Re: [HACKERS] GSoC 2017: Foreign Key Arrays

From
Mark Rofail
Date:
Hey Andreas and Joel!

Thank you so much for your hard work!

1. I have removed the dependency on count(DISTINCT ...) by using an
anti-join instead. The code is much clearer now IMHO.
It is much cleaner! I

2. That instead of selecting operators at execution time we save which
operators to use in pg_constraint. 
This is a clever approach. If you have any updates on this please let me know.

I am still reviewing your changes. I have split your changes from my work to be able to isolate the changes and review them carefully. And to help others review the changes.

Changelist:
- v11 (compatible with current master 2021, 03, 20, commit e835e89a0fd267871e7fbddc39ad00ee3d0cb55c)
    * rebase
    * split andreas and joel's work


On Tue, Mar 16, 2021 at 1:27 AM Andreas Karlsson <andreas@proxel.se> wrote:
On 3/15/21 4:29 PM, Mark Rofail wrote:
> Actually, your fix led me in the right way, the issue was how windows
> handle pointers.

Hi,

I have started working on a partially new strategy for the second patch.
The ideas are:

1. I have removed the dependency on count(DISTINCT ...) by using an
anti-join instead (this was implemented by Joel Jacobson with cleanup
and finishing touches by me). The code is much clearer now IMHO.

2. That instead of selecting operators at execution time we save which
operators to use in pg_constraint. This is heavily a work in progress in
my attached patches. I am not 100% convinced this is the right way to go
but I plan to work some on this this weekend to see how ti will work out.
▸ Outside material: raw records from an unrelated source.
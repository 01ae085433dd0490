//! Killstreak exporter
//!
//! Groups kill events recorded as timestamped replay files into episodes,
//! resolves each episode's padded window against the available footage, and
//! exports one clip per episode through ffmpeg.

pub mod catalog;
pub mod checkpoint;
pub mod cli;
pub mod config;
pub mod config_file;
pub mod dedup;
pub mod error;
pub mod ffmpeg;
pub mod pipeline;
pub mod plan;
pub mod timeline;

#[cfg(test)]
mod integration;

pub use error::{ExportError, Result, ToolError};
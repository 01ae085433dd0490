//! Coverage resolver
//!
//! Turns an adjusted window into the footage that will be cut for it. When a
//! single recording spans the whole window the answer is one segment.
//! Otherwise every kill gets a provisional segment in the recording that
//! holds it, and the segments are then normalised:
//! - overlapping pieces of different recordings are trimmed, earlier wins
//! - holes between recordings are bridged with whatever footage exists
//! - holes with no footage at all are reported as [`CoverageGap`]s
//!
//! Every retained kill ends up in exactly one segment.

use std::collections::BTreeSet;

use chrono::NaiveDateTime;
use serde::Serialize;

use crate::catalog::{Catalog, SourceFile};
use crate::config::PaddingPolicy;
use crate::error::{ExportError, Result};

use super::{seconds, seconds_between, AdjustedWindow, Episode, Timeline, TimelineSegment};

/// Part of a window for which no recording holds footage
#[derive(Debug, Clone, PartialEq, Serialize)]
pub struct CoverageGap {
    pub start: NaiveDateTime,
    pub end: NaiveDateTime,
    /// Episode kills that fall inside the gap and are lost
    pub swallowed_kills: Vec<NaiveDateTime>,
}

impl CoverageGap {
    pub fn duration_secs(&self) -> f64 {
        seconds_between(self.start, self.end)
    }
}

/// Resolved footage for one episode
#[derive(Debug, Clone, PartialEq)]
pub struct Resolution {
    pub window: AdjustedWindow,
    pub timeline: Timeline,
    /// Kills that no relevant recording contains
    pub unassigned: Vec<NaiveDateTime>,
    pub gaps: Vec<CoverageGap>,
}

impl Resolution {
    pub fn segments(&self) -> &[TimelineSegment] {
        self.timeline.segments()
    }

    /// True when nothing is left to cut
    pub fn is_empty(&self) -> bool {
        self.segments().is_empty()
    }

    /// Kills that made it into a segment
    pub fn retained_kills(&self) -> usize {
        self.segments().iter().map(|s| s.kill_times.len()).sum()
    }
}

/// Resolve an episode's adjusted window against the catalog.
///
/// Data problems (kills outside every recording, holes in the footage) are
/// reported in the returned [`Resolution`]. An `Err` means the resolved
/// timeline broke its own ordering invariants.
pub fn resolve_coverage(
    window: &AdjustedWindow,
    episode: &Episode,
    catalog: &Catalog,
    lead_secs: f64,
    tail_secs: f64,
    policy: &PaddingPolicy,
) -> Result<Resolution> {
    let relevant = catalog.relevant(window.start, window.end);

    if let Some(file) = relevant.iter().find(|f| f.covers(window.start, window.end)) {
        tracing::debug!(
            "Window {} - {} covered by {}",
            window.start,
            window.end,
            file.display_name()
        );
        let mut segment = TimelineSegment::new(window.start, window.end, file);
        segment.kill_times = episode.kill_times.iter().copied().collect();
        return Ok(Resolution {
            window: *window,
            timeline: Timeline::SingleCover(segment),
            unassigned: Vec::new(),
            gaps: Vec::new(),
        });
    }

    let (assigned, mut unassigned) = assign_kills(episode, &relevant);
    let provisional = provisional_segments(&assigned, window, lead_secs, tail_secs, policy);
    let normalised = trim_overlaps(dedup_segments(provisional));
    let stitched = coalesce(stitch_gaps(normalised, window, &relevant));

    let mut segments = Vec::with_capacity(stitched.len());
    for mut segment in stitched {
        if segment.start_time >= segment.end_time {
            for kill in &segment.kill_times {
                tracing::warn!(
                    "Kill at {} dropped: empty segment in {}",
                    kill,
                    segment.source.display_name()
                );
            }
            unassigned.extend(segment.kill_times.drain(..));
            continue;
        }
        segment.kill_times.sort();
        segment.kill_times.dedup();
        segments.push(segment);
    }
    unassigned.sort();

    check_timeline(&segments)?;
    let gaps = find_gaps(&segments, window, episode);

    tracing::debug!(
        "Window {} - {} stitched from {} segments, {} gaps",
        window.start,
        window.end,
        segments.len(),
        gaps.len()
    );

    Ok(Resolution {
        window: *window,
        timeline: Timeline::Stitched(segments),
        unassigned,
        gaps,
    })
}

/// Pair each kill with the earliest relevant recording containing it
fn assign_kills<'a>(
    episode: &Episode,
    relevant: &[&'a SourceFile],
) -> (Vec<(NaiveDateTime, &'a SourceFile)>, Vec<NaiveDateTime>) {
    let mut assigned = Vec::with_capacity(episode.kill_count());
    let mut unassigned = Vec::new();

    for &kill in &episode.kill_times {
        match relevant.iter().find(|f| f.contains(kill)) {
            Some(file) => assigned.push((kill, *file)),
            None => {
                tracing::warn!("Kill at {} is not inside any recording, skipping", kill);
                unassigned.push(kill);
            }
        }
    }
    (assigned, unassigned)
}

/// One segment per kill, clipped to the window and to the kill's recording.
///
/// A kill that already falls inside an earlier segment joins it. When the
/// next kill lives in another recording that starts within `tail` seconds of
/// this recording's end, the segment is stretched toward that end.
fn provisional_segments(
    assigned: &[(NaiveDateTime, &SourceFile)],
    window: &AdjustedWindow,
    lead_secs: f64,
    tail_secs: f64,
    policy: &PaddingPolicy,
) -> Vec<TimelineSegment> {
    let mut segments: Vec<TimelineSegment> = Vec::new();

    for (i, &(kill, file)) in assigned.iter().enumerate() {
        if let Some(existing) = segments.iter_mut().find(|s| s.contains(kill)) {
            existing.kill_times.push(kill);
            continue;
        }

        let file_end = file.recording_end();
        let start = window
            .start
            .max(kill - seconds(lead_secs))
            .max(file.recording_start);
        let mut end = window.end.min(kill + seconds(tail_secs)).min(file_end);

        if policy.tail_extension {
            if let Some(&(next_kill, next_file)) = assigned.get(i + 1) {
                let handoff = next_file.path != file.path
                    && seconds_between(file_end, next_kill) <= tail_secs;
                if handoff {
                    let room = seconds_between(kill, file_end).max(0.0);
                    let extension = room.min(policy.tail_cap_secs());
                    let extended = (kill + seconds(extension)).min(window.end);
                    if extended > end {
                        tracing::debug!(
                            "Extending segment for kill at {} to {} before handoff to {}",
                            kill,
                            extended,
                            next_file.display_name()
                        );
                        end = extended;
                    }
                }
            }
        }

        let mut segment = TimelineSegment::new(start, end, file);
        segment.kill_times.push(kill);
        segments.push(segment);
    }
    segments
}

/// Fold segments with identical bounds and recording, then sort by start
fn dedup_segments(segments: Vec<TimelineSegment>) -> Vec<TimelineSegment> {
    let mut unique: Vec<TimelineSegment> = Vec::with_capacity(segments.len());
    for segment in segments {
        let twin = unique.iter_mut().find(|u| {
            u.start_time == segment.start_time
                && u.end_time == segment.end_time
                && u.source.path == segment.source.path
        });
        match twin {
            Some(u) => u.kill_times.extend(segment.kill_times),
            None => unique.push(segment),
        }
    }
    unique.sort_by_key(|s| s.start_time);
    unique
}

/// Remove overlaps between consecutive segments.
///
/// Pieces of the same recording are merged. For different recordings the
/// earlier segment keeps the shared range, including any kill on it, and the
/// later one starts where the earlier ends.
fn trim_overlaps(segments: Vec<TimelineSegment>) -> Vec<TimelineSegment> {
    let mut out: Vec<TimelineSegment> = Vec::with_capacity(segments.len());

    for mut segment in segments {
        if let Some(prev) = out.last_mut() {
            if prev.source.path == segment.source.path && segment.start_time <= prev.end_time {
                prev.end_time = prev.end_time.max(segment.end_time);
                prev.kill_times.extend(segment.kill_times);
                continue;
            }
            if segment.start_time < prev.end_time {
                let boundary = prev.end_time;
                let (early, late): (Vec<_>, Vec<_>) = segment
                    .kill_times
                    .into_iter()
                    .partition(|k| *k <= boundary);
                prev.kill_times.extend(early);
                segment.kill_times = late;
                segment.start_time = boundary;
                if segment.start_time >= segment.end_time {
                    continue;
                }
            }
        }
        out.push(segment);
    }
    out
}

/// Close holes between segments and at both ends of the window.
///
/// A hole is first narrowed by growing the neighbouring segments inside
/// their own recordings, then filled from any other relevant recording.
fn stitch_gaps(
    segments: Vec<TimelineSegment>,
    window: &AdjustedWindow,
    relevant: &[&SourceFile],
) -> Vec<TimelineSegment> {
    let mut out: Vec<TimelineSegment> = Vec::with_capacity(segments.len());

    for mut segment in segments {
        match out.last_mut() {
            Some(prev) if prev.end_time < segment.start_time => {
                if prev.source.path == segment.source.path {
                    prev.end_time = segment.end_time;
                    prev.kill_times.extend(segment.kill_times);
                    continue;
                }
                segment.start_time = segment.source.recording_start.max(prev.end_time);
                if prev.end_time < segment.start_time {
                    prev.end_time = prev.source.recording_end().min(segment.start_time);
                }
            }
            Some(_) => {}
            None => {
                segment.start_time = window.start.max(segment.source.recording_start);
            }
        }

        let hole_start = out.last().map(|p| p.end_time).unwrap_or(window.start);
        out.extend(fill_hole(hole_start, segment.start_time, relevant));
        out.push(segment);
    }

    if let Some(last) = out.last_mut() {
        last.end_time = last
            .end_time
            .max(window.end.min(last.source.recording_end()));
    }
    let hole_start = out.last().map(|p| p.end_time).unwrap_or(window.start);
    out.extend(fill_hole(hole_start, window.end, relevant));
    out
}

/// Greedily cover `[from, to]`, always taking the recording that reaches furthest
fn fill_hole(
    from: NaiveDateTime,
    to: NaiveDateTime,
    relevant: &[&SourceFile],
) -> Vec<TimelineSegment> {
    let mut pieces = Vec::new();
    let mut cursor = from;

    while cursor < to {
        let covering = relevant
            .iter()
            .filter(|f| f.recording_start <= cursor && cursor < f.recording_end())
            .max_by_key(|f| f.recording_end());

        match covering {
            Some(file) => {
                let end = file.recording_end().min(to);
                tracing::debug!(
                    "Filling {} - {} from {}",
                    cursor,
                    end,
                    file.display_name()
                );
                pieces.push(TimelineSegment::new(cursor, end, file));
                cursor = end;
            }
            None => {
                let next = relevant
                    .iter()
                    .map(|f| f.recording_start)
                    .filter(|s| *s > cursor && *s < to)
                    .min();
                match next {
                    Some(start) => cursor = start,
                    None => break,
                }
            }
        }
    }
    pieces
}

/// Merge neighbours from the same recording that touch
fn coalesce(segments: Vec<TimelineSegment>) -> Vec<TimelineSegment> {
    let mut out: Vec<TimelineSegment> = Vec::with_capacity(segments.len());
    for segment in segments {
        if let Some(prev) = out.last_mut() {
            if prev.source.path == segment.source.path && prev.end_time == segment.start_time {
                prev.end_time = segment.end_time;
                prev.kill_times.extend(segment.kill_times);
                continue;
            }
        }
        out.push(segment);
    }
    out
}

fn check_timeline(segments: &[TimelineSegment]) -> Result<()> {
    for segment in segments {
        if segment.start_time < segment.source.recording_start
            || segment.end_time > segment.source.recording_end()
        {
            return Err(ExportError::CoverageDefect(format!(
                "segment {} - {} outside {}",
                segment.start_time,
                segment.end_time,
                segment.source.display_name()
            )));
        }
    }

    if let Some(pair) = segments.windows(2).find(|p| p[0].end_time > p[1].start_time) {
        return Err(ExportError::CoverageDefect(format!(
            "segment ending {} overlaps segment starting {}",
            pair[0].end_time, pair[1].start_time
        )));
    }

    let mut seen = BTreeSet::new();
    for kill in segments.iter().flat_map(|s| s.kill_times.iter()) {
        if !seen.insert(*kill) {
            return Err(ExportError::CoverageDefect(format!(
                "kill at {} assigned twice",
                kill
            )));
        }
    }
    Ok(())
}

/// Uncovered ranges of the window and the kills lost in them
fn find_gaps(
    segments: &[TimelineSegment],
    window: &AdjustedWindow,
    episode: &Episode,
) -> Vec<CoverageGap> {
    let mut holes = Vec::new();
    let mut cursor = window.start;
    for segment in segments {
        if cursor < segment.start_time {
            holes.push((cursor, segment.start_time));
        }
        cursor = cursor.max(segment.end_time);
    }
    if cursor < window.end {
        holes.push((cursor, window.end));
    }

    let retained: BTreeSet<NaiveDateTime> = segments
        .iter()
        .flat_map(|s| s.kill_times.iter().copied())
        .collect();

    holes
        .into_iter()
        .map(|(start, end)| {
            let swallowed_kills: Vec<NaiveDateTime> = episode
                .kill_times
                .iter()
                .copied()
                .filter(|k| start <= *k && *k <= end && !retained.contains(k))
                .collect();
            if swallowed_kills.is_empty() {
                tracing::info!("No footage for {} - {}, leaving a gap", start, end);
            } else {
                tracing::warn!(
                    "No footage for {} - {}: {} kills lost",
                    start,
                    end,
                    swallowed_kills.len()
                );
            }
            CoverageGap {
                start,
                end,
                swallowed_kills,
            }
        })
        .collect()
}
Another thing I will look into is you gin patch. While you fixed it for
simple scalar types which fit into the Datum type I wonder if we do not
also need to copy types which are too large to fit into a Datum but I
have not investigated yet which memory context the datum passed to
ginqueryarrayextract() is allocated in.

Andreas

Attachment

Re: [HACKERS] GSoC 2017: Foreign Key Arrays

From
Zhihong Yu
Date:
Hi,
In v11-0004-fk_arrays_elems_edits.patch :

+                           riinfo->fk_reftypes[i] == FKCONSTR_REF_EACH_ELEMENT ? OID_ARRAY_ELEMCONTAINED_OP : riinfo->pf_eq_oprs[i], // XXX

Is XXX placeholder for some comment you will fill in later ?

Cheers

On Sat, Mar 20, 2021 at 11:42 AM Mark Rofail <markm.rofail@gmail.com> wrote:
Hey Andreas and Joel!

Thank you so much for your hard work!

1. I have removed the dependency on count(DISTINCT ...) by using an
anti-join instead. The code is much clearer now IMHO.
It is much cleaner! I

2. That instead of selecting operators at execution time we save which
operators to use in pg_constraint. 
This is a clever approach. If you have any updates on this please let me know.
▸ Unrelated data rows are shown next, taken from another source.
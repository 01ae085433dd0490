//! Killstreak exporter binary
//!
//! Scans a folder of replay recordings, groups kills into episodes and
//! exports one clip per episode.

use std::path::Path;

use clap::Parser;
use tracing_subscriber::{layer::SubscriberExt, util::SubscriberInitExt};

use killstreak_exporter::catalog::{build_catalog, list_source_files, DurationProbe};
use killstreak_exporter::checkpoint;
use killstreak_exporter::cli::Args;
use killstreak_exporter::config::ExportConfig;
use killstreak_exporter::config_file::{generate_default_config, ConfigFile};
use killstreak_exporter::dedup::{find_duplicates, fingerprint_plans};
use killstreak_exporter::ffmpeg::{FfmpegFrameSampler, FfmpegTool};
use killstreak_exporter::pipeline::{plan_episodes, CancelFlag, Exporter, RunReport, TracingProgress};
use killstreak_exporter::{ExportError, Result};

/// Application version
const VERSION: &str = env!("CARGO_PKG_VERSION");

/// Application name
const APP_NAME: &str = "killstreak-exporter";

#[tokio::main]
async fn main() -> Result<()> {
    let args = Args::parse();

    if args.write_default_config {
        generate_default_config(&args.config).map_err(|e| ExportError::Config(e.to_string()))?;
        println!("Wrote default configuration to {}", args.config.display());
        return Ok(());
    }

    // Load configuration before logging so the file can pick the level
    let (file_config, load_error) = load_config(&args.config);
    let config = args.apply_to(file_config);
    init_logging(&config.log_level, &config.log_format);

    tracing::info!("{} v{} starting", APP_NAME, VERSION);
    if let Some(e) = load_error {
        tracing::warn!(
            "Failed to load config file {}: {}. Using defaults.",
            args.config.display(),
            e
        );
    }
    config.validate().map_err(ExportError::Config)?;
    tracing::debug!("Configuration loaded: {:?}", config);

    let cancel = CancelFlag::new();
    {
        let cancel = cancel.clone();
        tokio::spawn(async move {
            if tokio::signal::ctrl_c().await.is_ok() {
                tracing::warn!("Interrupt received, stopping after the current operation");
                cancel.cancel();
            }
        });
    }

    let dry_run = args.dry_run;
    let report = tokio::task::spawn_blocking(move || run(&config, dry_run, cancel))
        .await
        .map_err(|e| ExportError::Io(std::io::Error::other(e)))??;

    if let Some(report) = report {
        tracing::info!(
            "{} clips exported, {} episodes skipped, {} failed{}",
            report.exported,
            report.skipped,
            report.failed,
            if report.cancelled { " (cancelled)" } else { "" }
        );
        for output in &report.outputs {
            println!("{}", output.display());
        }
    }
    Ok(())
}

/// Read the config file if present; a broken file falls back to defaults
fn load_config(path: &Path) -> (ExportConfig, Option<String>) {
    if !path.exists() {
        return (ExportConfig::default(), None);
    }
    match ConfigFile::from_file(path) {
        Ok(cf) => (cf.into_export_config(), None),
        Err(e) => (ExportConfig::default(), Some(e.to_string())),
    }
}

/// Scan, plan and export. Returns `None` for a dry run.
fn run(config: &ExportConfig, dry_run: bool, cancel: CancelFlag) -> Result<Option<RunReport>> {
    let entries = list_source_files(&config.input_dir, &config.source_extension)?;
    let last_processed = checkpoint::load(&config.state_file);
    let probe = duration_probe(config)?;
    let scan = build_catalog(&entries, probe.as_ref(), last_processed, &config.padding);
    let planned = plan_episodes(&scan.catalog, config);

    if config.dedup.enabled {
        let sampler = FfmpegFrameSampler::new(config.encoding.ffmpeg_path.clone());
        let prints = fingerprint_plans(
            planned.episodes.iter().flat_map(|e| e.clips.iter()),
            &sampler,
            config.dedup.hash_size,
            |plan| format!("{} @ {}", plan.source.display_name(), plan.segment_start),
        );
        let pairs = find_duplicates(&prints, config.dedup.hamming_threshold);
        for pair in &pairs {
            tracing::warn!(
                "Possible duplicate: {} ~ {} (distance {})",
                pair.first,
                pair.second,
                pair.distance
            );
        }
        tracing::info!("{} possible duplicate clip pairs", pairs.len());
    }

    if dry_run {
        let json = serde_json::to_string_pretty(&planned)
            .map_err(|e| ExportError::Config(format!("cannot render plans: {}", e)))?;
        println!("{}", json);
        return Ok(None);
    }

    let tool = FfmpegTool::new(&config.encoding, config.resolved_temp_dir());
    let progress = TracingProgress;
    let report = Exporter::new(config, &tool, &progress, cancel).run(&planned);

    if let Some(done) = report.checkpoint {
        checkpoint::save(&config.state_file, done)?;
    }
    Ok(Some(report))
}

#[cfg(feature = "libav")]
fn duration_probe(_config: &ExportConfig) -> Result<Box<dyn DurationProbe>> {
    Ok(Box::new(killstreak_exporter::ffmpeg::LibavDuration::new()?))
}

#[cfg(not(feature = "libav"))]
fn duration_probe(config: &ExportConfig) -> Result<Box<dyn DurationProbe>> {
    Ok(Box::new(killstreak_exporter::ffmpeg::FfprobeDuration::new(
        config.encoding.ffprobe_path.clone(),
    )))
}

/// Initialize logging with tracing
fn init_logging(level: &str, format: &str) {
    let json = format.eq_ignore_ascii_case("json");
    tracing_subscriber::registry()
        .with(
            tracing_subscriber::EnvFilter::try_from_default_env()
                .unwrap_or_else(|_| format!("killstreak_exporter={}", level).into()),
        )
        .with(json.then(|| tracing_subscriber::fmt::layer().json()))
        .with((!json).then(|| tracing_subscriber::fmt::layer()))
        .init();
}
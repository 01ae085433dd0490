//! Recording duration probes

use std::path::{Path, PathBuf};

use crate::catalog::DurationProbe;
use crate::error::ToolError;

use super::{run_tool, tool_command};

/// Probes container durations by running ffprobe
#[derive(Debug, Clone)]
pub struct FfprobeDuration {
    ffprobe_path: PathBuf,
}

impl FfprobeDuration {
    pub fn new(ffprobe_path: impl Into<PathBuf>) -> Self {
        Self {
            ffprobe_path: ffprobe_path.into(),
        }
    }

    fn probe(&self, path: &Path) -> Result<f64, ToolError> {
        let mut command = tool_command(&self.ffprobe_path);
        command
            .arg("-v")
            .arg("error")
            .arg("-show_entries")
            .arg("format=duration")
            .arg("-of")
            .arg("default=noprint_wrappers=1:nokey=1")
            .arg(path);
        let output = run_tool(command, "ffprobe")?;
        parse_probe_output(&String::from_utf8_lossy(&output.stdout))
    }
}

impl DurationProbe for FfprobeDuration {
    fn probe_duration(&self, path: &Path) -> Option<f64> {
        match self.probe(path) {
            Ok(duration) => Some(duration),
            Err(e) => {
                tracing::warn!("Could not probe {:?}: {}", path, e);
                None
            }
        }
    }
}

/// Parse the bare duration ffprobe prints with `nokey=1`
pub fn parse_probe_output(stdout: &str) -> Result<f64, ToolError> {
    let text = stdout.trim();
    let line = text.lines().next().unwrap_or("").trim();
    line.parse::<f64>()
        .ok()
        .filter(|d| d.is_finite())
        .ok_or_else(|| ToolError::ProbeOutput(text.to_string()))
}

/// Probes durations in-process through libav
#[cfg(feature = "libav")]
#[derive(Debug, Clone, Default)]
pub struct LibavDuration;

#[cfg(feature = "libav")]
impl LibavDuration {
    pub fn new() -> Result<Self, ToolError> {
        super::init()?;
        Ok(Self)
    }
}

#[cfg(feature = "libav")]
impl DurationProbe for LibavDuration {
    fn probe_duration(&self, path: &Path) -> Option<f64> {
        use ffmpeg_next as ffmpeg;

        match ffmpeg::format::input(&path) {
            Ok(context) => Some(context.duration() as f64 / ffmpeg::ffi::AV_TIME_BASE as f64),
            Err(e) => {
                tracing::warn!("Could not open {:?}: {}", path, e);
                None
            }
        }
    }
}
I am still reviewing your changes. I have split your changes from my work to be able to isolate the changes and review them carefully. And to help others review the changes.

Changelist:
- v11 (compatible with current master 2021, 03, 20, commit e835e89a0fd267871e7fbddc39ad00ee3d0cb55c)
    * rebase
    * split andreas and joel's work


On Tue, Mar 16, 2021 at 1:27 AM Andreas Karlsson <andreas@proxel.se> wrote:
On 3/15/21 4:29 PM, Mark Rofail wrote:
> Actually, your fix led me in the right way, the issue was how windows
> handle pointers.

Hi,

I have started working on a partially new strategy for the second patch.
The ideas are:

1. I have removed the dependency on count(DISTINCT ...) by using an
anti-join instead (this was implemented by Joel Jacobson with cleanup
and finishing touches by me). The code is much clearer now IMHO.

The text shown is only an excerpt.